First, we focused on sites. The BEB scores per site were retrieved for the test on the branch between tetrapods and teleost fishes. We assigned a value of 0 for sites with a BEB < 50% and used the real BEB value otherwise. We then associated to these sites the corresponding chi-square value from Checkcov (COV) and the BAD score from BADASP. We have data for a total of 330,067 sites. We found a weak positive correlation between BEB and COV (Pearson’s rxy = 0.07, P < 2.2 × 10−16), a higher positive correlation between BEB and BAD (Pearson’s rxy = 0.26, P < 2.2 × 10−16), and, as expected, a weak negative correlation between COV and BAD (Pearson’s rxy = −0.13, P < 2.2 × 10−16). To verify that results are not influenced by potential saturation of synonymous changes, we repeated the analysis excluding branches with dS > 1. All trends are similar (BEB–COV rxy = 0.04, BEB–BAD rxy = 0.19, and COV–BAD rxy = −0.16) consistent with the lack of saturation reported in Studer et al. (2008). In a second step, we made four different classes of sites (BEB < 50%, 50% ≤ BEB < 95%, 95% ≤ BEB < 99%, and BEB ≥ 99%), and we plotted the distribution of covarion and CBD scores among these classes. These distributions show that the correlation between covarions and positive selection is not biologically significant (fig. 2A) because sites have the same distribution of covarion scores whatever their posterior probability of positive selection. On the other hand, there is a clear shift in CBD scores between the different classes of positive selection (fig. 2B). Of note, these results are consistent with the detection of a “bona fide” signal by the test for positive selection.

FIG. 2.
Correlation of sites under positive selection with covarions and CBDs. (A) The histogram presents the values of the chi-square score per site for covarions. The curves are the chi-square values for different BEB intervals (posterior probability for a ...
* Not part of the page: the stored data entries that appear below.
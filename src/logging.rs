//! Tracing subscriber setup shared by the binaries.

use tracing_subscriber::EnvFilter;

/// Install the global subscriber. `RUST_LOG` selects levels (default
/// `info`), `LOG_FORMAT=json` switches to one JSON object per line.
pub fn init_tracing() {
    let filter = EnvFilter::try_from_default_env().unwrap_or_else(|_| EnvFilter::new("info"));
    let json = std::env::var("LOG_FORMAT")
        .map(|format| format.eq_ignore_ascii_case("json"))
        .unwrap_or(false);

    let result = if json {
        tracing_subscriber::fmt().with_env_filter(filter).json().try_init()
    } else {
        tracing_subscriber::fmt().with_env_filter(filter).try_init()
    };

    if let Err(e) = result {
        eprintln!("Tracing subscriber already installed: {e}");
    }
}
//! Per-chat dialogue storage with idle expiry.
//!
//! Implements teloxide's [`Storage`] so the dispatcher can use it in place of
//! `InMemStorage`. A session that has not been written for longer than the
//! TTL reads as absent, which puts the chat back in the idle state.

use dashmap::DashMap;
use futures::future::BoxFuture;
use std::convert::Infallible;
use std::sync::Arc;
use std::time::{Duration, Instant};
use teloxide::dispatching::dialogue::Storage;
use teloxide::types::ChatId;
use tokio::task::JoinHandle;
use tokio::time::interval;
use tracing::{debug, info};

#[derive(Debug)]
struct Session<D> {
    state: D,
    touched: Instant,
}

#[derive(Debug)]
pub struct SessionStore<D> {
    sessions: DashMap<ChatId, Session<D>>,
    ttl: Duration,
}

impl<D> SessionStore<D>
where
    D: Clone + Send + Sync + 'static,
{
    pub fn new(ttl: Duration) -> Arc<Self> {
        info!(ttl_secs = ttl.as_secs(), "Session store initialized");
        Arc::new(Self {
            sessions: DashMap::new(),
            ttl,
        })
    }

    fn is_expired(&self, session: &Session<D>, now: Instant) -> bool {
        now.duration_since(session.touched) >= self.ttl
    }

    /// Current state of `chat_id` as seen at `now`
    pub fn get_at(&self, chat_id: ChatId, now: Instant) -> Option<D> {
        match self.sessions.get(&chat_id) {
            Some(session) if !self.is_expired(&session, now) => return Some(session.state.clone()),
            Some(_) => {}
            None => return None,
        }

        // The read guard is released before removing
        self.sessions
            .remove_if(&chat_id, |_, session| self.is_expired(session, now));
        debug!(chat_id = %chat_id, "Session expired");
        None
    }

    /// Store `state` for `chat_id`, restarting its TTL at `now`
    pub fn set_at(&self, chat_id: ChatId, state: D, now: Instant) {
        self.sessions.insert(
            chat_id,
            Session {
                state,
                touched: now,
            },
        );
    }

    /// Returns `true` when a session was removed
    pub fn remove(&self, chat_id: ChatId) -> bool {
        self.sessions.remove(&chat_id).is_some()
    }

    /// Drop every session idle since before `now - ttl`
    pub fn evict_expired_at(&self, now: Instant) -> usize {
        let before = self.sessions.len();
        self.sessions
            .retain(|_, session| now.duration_since(session.touched) < self.ttl);
        before.saturating_sub(self.sessions.len())
    }

    pub fn len(&self) -> usize {
        self.sessions.len()
    }

    pub fn is_empty(&self) -> bool {
        self.sessions.is_empty()
    }

    /// Periodically evict expired sessions until the runtime shuts down
    pub fn spawn_sweeper(self: &Arc<Self>, every: Duration) -> JoinHandle<()> {
        let store = Arc::clone(self);
        tokio::spawn(async move {
            let mut ticker = interval(every);
            loop {
                ticker.tick().await;
                let evicted = store.evict_expired_at(Instant::now());
                if evicted > 0 {
                    info!(evicted, remaining = store.len(), "Evicted expired sessions");
                }
            }
        })
    }
}

impl<D> Storage<D> for SessionStore<D>
where
    D: Clone + Send + Sync + 'static,
{
    type Error = Infallible;

    fn remove_dialogue(self: Arc<Self>, chat_id: ChatId) -> BoxFuture<'static, Result<(), Self::Error>>
    where
        D: Send + 'static,
    {
        Box::pin(async move {
            self.remove(chat_id);
            Ok(())
        })
    }

    fn update_dialogue(
        self: Arc<Self>,
        chat_id: ChatId,
        dialogue: D,
    ) -> BoxFuture<'static, Result<(), Self::Error>>
    where
        D: Send + 'static,
    {
        Box::pin(async move {
            self.set_at(chat_id, dialogue, Instant::now());
            Ok(())
        })
    }

    fn get_dialogue(self: Arc<Self>, chat_id: ChatId) -> BoxFuture<'static, Result<Option<D>, Self::Error>> {
        Box::pin(async move { Ok(self.get_at(chat_id, Instant::now())) })
    }
}

#[cfg(test)]
mod tests {
    use super::*;

    const TTL: Duration = Duration::from_secs(60);

    #[test]
    fn test_session_expires_after_ttl() {
        let store = SessionStore::<u32>::new(TTL);
        let t0 = Instant::now();
        store.set_at(ChatId(1), 7, t0);

        assert_eq!(store.get_at(ChatId(1), t0 + Duration::from_secs(59)), Some(7));
        assert_eq!(store.get_at(ChatId(1), t0 + TTL), None);
        // The expired entry was dropped on read
        assert!(store.is_empty());
    }

    #[test]
    fn test_update_restarts_ttl() {
        let store = SessionStore::<u32>::new(TTL);
        let t0 = Instant::now();
        store.set_at(ChatId(1), 1, t0);
        store.set_at(ChatId(1), 2, t0 + Duration::from_secs(50));

        assert_eq!(store.get_at(ChatId(1), t0 + Duration::from_secs(100)), Some(2));
    }

    #[test]
    fn test_evict_expired_keeps_fresh_sessions() {
        let store = SessionStore::<u32>::new(TTL);
        let t0 = Instant::now();
        store.set_at(ChatId(1), 1, t0);
        store.set_at(ChatId(2), 2, t0 + Duration::from_secs(30));

        assert_eq!(store.evict_expired_at(t0 + Duration::from_secs(70)), 1);
        assert_eq!(store.len(), 1);
        assert_eq!(store.get_at(ChatId(2), t0 + Duration::from_secs(70)), Some(2));
    }

    #[tokio::test]
    async fn test_storage_trait_round() {
        let store = SessionStore::<String>::new(TTL);

        Arc::clone(&store)
            .update_dialogue(ChatId(5), "editing".to_string())
            .await
            .unwrap();
        let state = Arc::clone(&store).get_dialogue(ChatId(5)).await.unwrap();
        assert_eq!(state.as_deref(), Some("editing"));

        Arc::clone(&store).remove_dialogue(ChatId(5)).await.unwrap();
        // Removing twice is not an error
        Arc::clone(&store).remove_dialogue(ChatId(5)).await.unwrap();
        assert_eq!(Arc::clone(&store).get_dialogue(ChatId(5)).await.unwrap(), None);
    }
}
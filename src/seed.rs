//! Demo profiles for trying the matching flow against a real account.

use anyhow::{bail, Result};
use rand::seq::SliceRandom;
use rand::Rng;
use sqlx::postgres::PgPool;
use tracing::info;

use crate::db::{get_user, insert_profile_if_absent};
use crate::localization::DEFAULT_LANGUAGE;
use crate::profile::{NewProfile, Place, UserProfile, INTEREST_OPTIONS, STATUS_OPTIONS, VALID_REGIONS};

/// Synthetic ids start here so they never collide with real Telegram users
pub const SEED_ID_BASE: i64 = 10_000_000;
pub const PROFILES_PER_GROUP: i64 = 5;

const LOCAL_OFFSET: i64 = 0;
const INTEREST_OFFSET: i64 = 100;
const COMBO_OFFSET: i64 = 200;

/// Shared interests first, then `extra` random others, without repeats
fn pick_interests<R: Rng + ?Sized>(base: &[String], min_common: usize, extra: usize, rng: &mut R) -> Vec<String> {
    let mut picked: Vec<String> = base.choose_multiple(rng, min_common.min(base.len())).cloned().collect();

    let others: Vec<&str> = INTEREST_OPTIONS
        .iter()
        .copied()
        .filter(|option| !picked.iter().any(|p| p == option))
        .collect();
    picked.extend(others.choose_multiple(rng, extra).map(|s| s.to_string()));
    picked
}

fn random_status<R: Rng + ?Sized>(rng: &mut R) -> String {
    STATUS_OPTIONS.choose(rng).copied().unwrap_or("Мама").to_string()
}

fn random_interests<R: Rng + ?Sized>(rng: &mut R, count: usize) -> Vec<String> {
    INTEREST_OPTIONS
        .choose_multiple(rng, count)
        .map(|s| s.to_string())
        .collect()
}

/// Build three groups of demo profiles around `me`:
/// same place, shared interests elsewhere, and same place with shared
/// status and interests.
pub fn build_seed_profiles<R: Rng + ?Sized>(me: &UserProfile, rng: &mut R) -> Vec<NewProfile> {
    let region = me
        .region()
        .map(str::to_string)
        .or_else(|| VALID_REGIONS.choose(rng).map(|r| r.to_string()))
        .unwrap_or_default();
    let place = me.place().unwrap_or_else(|| Place::City("Київ".to_string()));
    let other_place = match &place {
        Place::City(_) => Place::Village("Інше село".to_string()),
        Place::Village(_) => Place::City("Інше місто".to_string()),
    };
    let interests = if me.has_interests() {
        me.interests.clone()
    } else {
        INTEREST_OPTIONS[..3].iter().map(|s| s.to_string()).collect()
    };
    let status = me.status().map(str::to_string).unwrap_or_else(|| random_status(rng));

    let mut profiles = Vec::with_capacity(3 * PROFILES_PER_GROUP as usize);

    for i in 0..PROFILES_PER_GROUP {
        let n = i + 1;
        profiles.push(NewProfile {
            telegram_id: SEED_ID_BASE + LOCAL_OFFSET + i,
            username: None,
            language_code: DEFAULT_LANGUAGE.to_string(),
            name: format!("Локальна мама {n}"),
            nickname: format!("Local_{n}"),
            region: region.clone(),
            place: place.clone(),
            age: rng.gen_range(22..=40),
            status: random_status(rng),
            interests: random_interests(rng, 3),
            bio: "Тестовий профіль (спільне місце проживання).".to_string(),
        });
    }

    let other_regions: Vec<&str> = VALID_REGIONS.iter().copied().filter(|r| *r != region).collect();
    for i in 0..PROFILES_PER_GROUP {
        let n = i + 1;
        profiles.push(NewProfile {
            telegram_id: SEED_ID_BASE + INTEREST_OFFSET + i,
            username: None,
            language_code: DEFAULT_LANGUAGE.to_string(),
            name: format!("Інтерес мама {n}"),
            nickname: format!("Interest_{n}"),
            region: other_regions
                .choose(rng)
                .map(|r| r.to_string())
                .unwrap_or_else(|| region.clone()),
            place: other_place.clone(),
            age: rng.gen_range(22..=40),
            status: random_status(rng),
            interests: pick_interests(&interests, 1, 2, rng),
            bio: "Тестовий профіль (схожі інтереси, інше місце).".to_string(),
        });
    }

    for i in 0..PROFILES_PER_GROUP {
        let n = i + 1;
        profiles.push(NewProfile {
            telegram_id: SEED_ID_BASE + COMBO_OFFSET + i,
            username: None,
            language_code: DEFAULT_LANGUAGE.to_string(),
            name: format!("Комбо мама {n}"),
            nickname: format!("Combo_{n}"),
            region: region.clone(),
            place: place.clone(),
            age: rng.gen_range(22..=40),
            status: status.clone(),
            interests: pick_interests(&interests, 2, 1, rng),
            bio: "Тестовий профіль (місце + інтереси).".to_string(),
        });
    }

    profiles
}

/// Insert the demo profiles for an existing user; already present ids are
/// skipped. Returns the number of new rows.
pub async fn seed_test_profiles(pool: &PgPool, me_telegram_id: i64) -> Result<usize> {
    let Some(me) = get_user(pool, me_telegram_id).await? else {
        bail!("User {me_telegram_id} not found");
    };

    let profiles = build_seed_profiles(&me, &mut rand::thread_rng());
    let mut inserted = 0;
    for profile in &profiles {
        if insert_profile_if_absent(pool, profile).await? {
            inserted += 1;
        }
    }

    info!(
        telegram_id = me_telegram_id,
        inserted,
        skipped = profiles.len() - inserted,
        "Seeded demo profiles"
    );
    Ok(inserted)
}
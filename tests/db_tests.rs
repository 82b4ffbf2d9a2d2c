use anyhow::{Context, Result};
use mama_match::db::*;
use mama_match::matching::{find_candidates, record_judgment, ChoiceLedger, Criterion, Decision, Judgment};
use mama_match::profile::{NewProfile, Place, ProfileUpdate};
use sqlx::PgPool;
use std::env;

/// Helper macro to skip tests when database is not available
macro_rules! skip_if_no_db {
    ($test_fn:expr) => {
        match setup_test_db().await {
            Ok(pool) => $test_fn(&pool).await,
            Err(_) => {
                eprintln!("Skipping test: Database not available");
                Ok(())
            }
        }
    };
}

async fn setup_test_db() -> Result<PgPool> {
    // Skip tests if no DATABASE_URL is provided
    let database_url = match env::var("DATABASE_URL") {
        Ok(url) => url,
        Err(_) => {
            eprintln!("Skipping database tests: DATABASE_URL not set");
            return Err(anyhow::anyhow!("Test database not configured"));
        }
    };

    let pool = PgPool::connect(&database_url)
        .await
        .context("Failed to connect to test database")?;

    init_database_schema(&pool).await?;

    Ok(pool)
}

/// Each test owns a block of ids so tests can share one database
async fn clear_ids(pool: &PgPool, from: i64, to: i64) -> Result<()> {
    sqlx::query("DELETE FROM users WHERE telegram_id BETWEEN $1 AND $2")
        .bind(from)
        .bind(to)
        .execute(pool)
        .await?;
    Ok(())
}

fn profile(telegram_id: i64, city: &str, interests: &[&str]) -> NewProfile {
    NewProfile {
        telegram_id,
        username: None,
        language_code: "uk".to_string(),
        name: format!("Мама {telegram_id}"),
        nickname: format!("mama_{telegram_id}"),
        region: "Львівська".to_string(),
        place: Place::City(city.to_string()),
        age: 30,
        status: "Мама".to_string(),
        interests: interests.iter().map(|s| s.to_string()).collect(),
        bio: "Люблю прогулянки".to_string(),
    }
}

#[tokio::test]
async fn test_profile_operations() -> Result<()> {
    skip_if_no_db!(test_profile_operations_impl)
}

async fn test_profile_operations_impl(pool: &PgPool) -> Result<()> {
    clear_ids(pool, 900_100, 900_199).await?;

    assert_eq!(get_user(pool, 900_100).await?, None);

    let saved = upsert_profile(pool, &profile(900_100, "Львів", &["Книги"])).await?;
    assert_eq!(saved.telegram_id, 900_100);
    assert_eq!(saved.city.as_deref(), Some("Львів"));
    assert_eq!(saved.village, None);

    // A second confirmation overwrites every answer
    let mut again = profile(900_100, "Стрий", &["Подорожі"]);
    again.place = Place::Village("Стрий".to_string());
    let saved = upsert_profile(pool, &again).await?;
    assert_eq!(saved.city, None);
    assert_eq!(saved.village.as_deref(), Some("Стрий"));
    assert_eq!(saved.interests, vec!["Подорожі".to_string()]);

    assert!(apply_profile_update(pool, 900_100, &ProfileUpdate::Age(35)).await?);
    assert!(
        apply_profile_update(
            pool,
            900_100,
            &ProfileUpdate::Location {
                region: "Київська".to_string(),
                place: Place::City("Біла Церква".to_string()),
            },
        )
        .await?
    );
    let stored = get_user(pool, 900_100).await?.context("profile missing")?;
    assert_eq!(stored.age, Some(35));
    assert_eq!(stored.region.as_deref(), Some("Київська"));
    assert_eq!(stored.city.as_deref(), Some("Біла Церква"));
    assert_eq!(stored.village, None);

    // Updates for unknown users report that nothing changed
    assert!(!apply_profile_update(pool, 900_199, &ProfileUpdate::Bio("x".to_string())).await?);

    assert!(!insert_profile_if_absent(pool, &profile(900_100, "Львів", &[])).await?);
    assert!(insert_profile_if_absent(pool, &profile(900_101, "Львів", &[])).await?);

    clear_ids(pool, 900_100, 900_199).await?;
    Ok(())
}

#[tokio::test]
async fn test_choice_ledger() -> Result<()> {
    skip_if_no_db!(test_choice_ledger_impl)
}

async fn test_choice_ledger_impl(pool: &PgPool) -> Result<()> {
    clear_ids(pool, 900_200, 900_299).await?;
    for id in [900_200, 900_201, 900_202] {
        upsert_profile(pool, &profile(id, "Ledger", &["Книги"])).await?;
    }

    assert_eq!(
        record_judgment(pool, 900_200, 900_201, Decision::Like).await?,
        Judgment::Recorded
    );
    // A repeated judgment keeps the first decision
    assert_eq!(
        record_judgment(pool, 900_200, 900_201, Decision::Dislike).await?,
        Judgment::AlreadyRecorded
    );
    assert!(pool.has_liked(900_200, 900_201).await?);

    assert_eq!(
        record_judgment(pool, 900_201, 900_200, Decision::Like).await?,
        Judgment::MutualMatch
    );
    assert_eq!(
        record_judgment(pool, 900_201, 900_200, Decision::Like).await?,
        Judgment::AlreadyRecorded
    );

    assert_eq!(
        record_judgment(pool, 900_202, 900_200, Decision::Dislike).await?,
        Judgment::Recorded
    );
    assert!(!pool.has_liked(900_202, 900_200).await?);

    let choices = list_choices_by(pool, 900_200).await?;
    assert_eq!(choices.len(), 1);
    assert_eq!(choices[0].chosen_id, 900_201);
    assert_eq!(choices[0].decision, Decision::Like);

    assert_eq!(pool.judged_ids(900_202).await?, vec![900_200]);

    clear_ids(pool, 900_200, 900_299).await?;
    Ok(())
}

#[tokio::test]
async fn test_find_candidates() -> Result<()> {
    skip_if_no_db!(test_find_candidates_impl)
}

async fn test_find_candidates_impl(pool: &PgPool) -> Result<()> {
    clear_ids(pool, 900_300, 900_399).await?;

    // A unique city keeps rows of other tests out of the location pool
    let city = "Тестове Місто 900300";
    let me = upsert_profile(pool, &profile(900_300, city, &["Книги"])).await?;
    for id in 900_301..=900_305 {
        upsert_profile(pool, &profile(id, city, &["Кулінарія"])).await?;
    }
    upsert_profile(pool, &profile(900_306, "Інше місто 900300", &["Книги"])).await?;

    let first = find_candidates(pool, &me, Criterion::Location).await?;
    let ids: Vec<i64> = first.iter().map(|p| p.telegram_id).collect();
    assert_eq!(ids, vec![900_301, 900_302, 900_303]);

    // Judged profiles never come back, whatever the decision
    record_judgment(pool, 900_300, 900_301, Decision::Like).await?;
    record_judgment(pool, 900_300, 900_302, Decision::Dislike).await?;
    let second = find_candidates(pool, &me, Criterion::Location).await?;
    let ids: Vec<i64> = second.iter().map(|p| p.telegram_id).collect();
    assert_eq!(ids, vec![900_303, 900_304, 900_305]);

    let combined = find_candidates(pool, &me, Criterion::LocationInterests).await?;
    assert!(combined.is_empty());

    clear_ids(pool, 900_300, 900_399).await?;
    Ok(())
}

#[tokio::test]
async fn test_message_templates() -> Result<()> {
    skip_if_no_db!(test_message_templates_impl)
}

async fn test_message_templates_impl(pool: &PgPool) -> Result<()> {
    let key = "test-template-900400";
    upsert_message_template(pool, key, "uk", "Перша версія").await?;
    upsert_message_template(pool, key, "uk", "Друга версія").await?;

    let templates = list_message_templates(pool).await?;
    let stored: Vec<&MessageTemplate> = templates.iter().filter(|t| t.key == key).collect();
    assert_eq!(stored.len(), 1);
    assert_eq!(stored[0].body, "Друга версія");

    sqlx::query("DELETE FROM message_templates WHERE template_key = $1")
        .bind(key)
        .execute(pool)
        .await?;
    Ok(())
}
//! Match Handler module: criterion picking and the like/dislike loop

use anyhow::Result;
use sqlx::postgres::PgPool;
use teloxide::prelude::*;
use teloxide::types::ParseMode;
use tracing::{debug, info, warn};

use crate::conversation::{after_judgment, judgment_context, start_matching, JudgmentContext, MatchStep};
use crate::db::get_user;
use crate::dialogue::{BotDialogueState, MatchDialogue};
use crate::localization::t_lang;
use crate::matching::{find_candidates, notify_mutual_match, record_judgment, Criterion, Decision, Judgment};
use crate::profile::UserProfile;

use super::ui_builder::{create_candidate_keyboard, create_criteria_keyboard, format_candidate_card};

/// Show the criteria picker
pub async fn open_criteria(bot: &Bot, dialogue: &MatchDialogue, language_code: Option<&str>) -> Result<()> {
    dialogue.update(BotDialogueState::ChoosingCriterion).await?;
    bot.send_message(dialogue.chat_id(), t_lang("choose-criterion", language_code))
        .reply_markup(create_criteria_keyboard(language_code))
        .await?;
    Ok(())
}

/// Start the judging loop with the chosen criterion
pub async fn handle_criterion(
    bot: &Bot,
    pool: &PgPool,
    dialogue: &MatchDialogue,
    criterion: Criterion,
    language_code: Option<&str>,
) -> Result<()> {
    let chat_id = dialogue.chat_id();
    info!(user_id = %chat_id, criterion = criterion.as_str(), "Matching started");

    let Some(requester) = get_user(pool, chat_id.0).await? else {
        dialogue.exit().await?;
        bot.send_message(chat_id, t_lang("no-profile", language_code))
            .await?;
        return Ok(());
    };

    let candidates = find_candidates(pool, &requester, criterion).await?;
    let step = start_matching(criterion, candidates.first().map(|c| c.telegram_id));
    present_step(bot, dialogue, step, candidates.first(), language_code).await
}

/// A criterion tag that does not map to a filter matches nobody
pub async fn reject_unknown_criterion(
    bot: &Bot,
    dialogue: &MatchDialogue,
    language_code: Option<&str>,
) -> Result<()> {
    debug!(user_id = %dialogue.chat_id(), "Unknown criterion tag");
    dialogue.exit().await?;
    bot.send_message(dialogue.chat_id(), t_lang("no-candidates", language_code))
        .await?;
    Ok(())
}

/// Record a like/dislike for a candidate and move on.
///
/// A tap on an older card while another candidate is on screen is ignored.
/// Without a judging session the judgment is still recorded, then the loop
/// ends since there is no criterion to continue with.
pub async fn handle_judgment(
    bot: &Bot,
    pool: &PgPool,
    dialogue: &MatchDialogue,
    candidate_id: i64,
    decision: Decision,
    language_code: Option<&str>,
) -> Result<()> {
    let chat_id = dialogue.chat_id();

    let state = dialogue.get().await?;
    let criterion = match judgment_context(state.as_ref(), candidate_id) {
        JudgmentContext::OnScreen(criterion) => Some(criterion),
        JudgmentContext::Stale => {
            debug!(user_id = %chat_id, candidate_id, state = ?state, "Ignoring judgment for a candidate not on screen");
            return Ok(());
        }
        JudgmentContext::NoSession => {
            info!(user_id = %chat_id, candidate_id, "Judgment outside a matching session");
            None
        }
    };

    let Some(requester) = get_user(pool, chat_id.0).await? else {
        dialogue.exit().await?;
        bot.send_message(chat_id, t_lang("no-profile", language_code))
            .await?;
        return Ok(());
    };

    let judgment = record_judgment(pool, requester.telegram_id, candidate_id, decision).await?;
    debug!(user_id = %chat_id, candidate_id, decision = decision.as_str(), judgment = ?judgment, "Judgment recorded");

    if judgment == Judgment::MutualMatch {
        match get_user(pool, candidate_id).await? {
            Some(candidate) => {
                notify_mutual_match(bot, &requester, &candidate).await;
            }
            None => debug!(candidate_id, "Matched user no longer exists"),
        }
    }

    let candidates = match criterion {
        Some(criterion) => find_candidates(pool, &requester, criterion).await?,
        None => Vec::new(),
    };
    let step = after_judgment(criterion, candidates.first().map(|c| c.telegram_id));
    present_step(bot, dialogue, step, candidates.first(), language_code).await
}

pub async fn stop_matching(bot: &Bot, dialogue: &MatchDialogue, language_code: Option<&str>) -> Result<()> {
    dialogue.exit().await?;
    bot.send_message(dialogue.chat_id(), t_lang("matching-stopped", language_code))
        .await?;
    Ok(())
}

/// Store the step's state and show the candidate card or the closing message
async fn present_step(
    bot: &Bot,
    dialogue: &MatchDialogue,
    step: MatchStep,
    candidate: Option<&UserProfile>,
    language_code: Option<&str>,
) -> Result<()> {
    let chat_id = dialogue.chat_id();

    match (&step, candidate) {
        (MatchStep::Show { .. }, Some(candidate)) => {
            dialogue.update(step.next_state()).await?;
            bot.send_message(chat_id, format_candidate_card(candidate, language_code))
                .parse_mode(ParseMode::Html)
                .reply_markup(create_candidate_keyboard(candidate.telegram_id, language_code))
                .await?;
        }
        (MatchStep::Finish(key), _) => {
            info!(user_id = %chat_id, reason = *key, "Matching loop finished");
            dialogue.exit().await?;
            bot.send_message(chat_id, t_lang(key, language_code))
                .await?;
        }
        (MatchStep::Show { candidate_id, .. }, None) => {
            warn!(user_id = %chat_id, candidate_id, "Candidate profile missing, leaving matching loop");
            dialogue.exit().await?;
        }
    }

    Ok(())
}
Because BAD scores are not associated to a statistical test but are associated to positive selection, we used BEB values to identify a cutoff for BAD scores. We identified the 99th percentile for the distribution of sites in the class of BEB < 50%. We found a BAD score value of 3.50, which will be defined as our cutoff to detect CBD. This is consistent with the cutoff value of 3+ recommended by the authors (BADASP manual, p. 23). It is also consistent with the distribution of BAD scores for sequences simulated under nearly neutral evolution (dashed curve in fig. 2). To fix the expected proportion of CBD sites (BAD score ≥3.5) in an alignment under the null hypothesis, we used these simulated alignments and selected the 99th percentile of the distribution (fig. 3). We obtain a limit of 3.9% (rounded to 4% for further analyses). These cutoff values (BAD ≥ 3.5; sites >4%) provide us with a stringent test of CBD for further analyses.

FIG. 3.
Percentage of CBDs per families under RAS model and real data. Histograms of proportion of CBD sites with BAD score >3.5 per subtree in data simulated under a neutral model of RAS (A) and in real data (B). The dashed line at 3.9% is the 99th percentile ...

Covarion-Like Sites

We first performed tests on simulated data (table 1). For fish specific duplicates (3R), we recovered 75% of covarion sites. This power is not very high, but the accuracy is more than 99.6%. In other branches, we recovered 94–99% of covarion sites without losing accuracy, which is always above 99.2%.

Table 1.
Evaluation of the Accuracy and Power of the Test for Covarions.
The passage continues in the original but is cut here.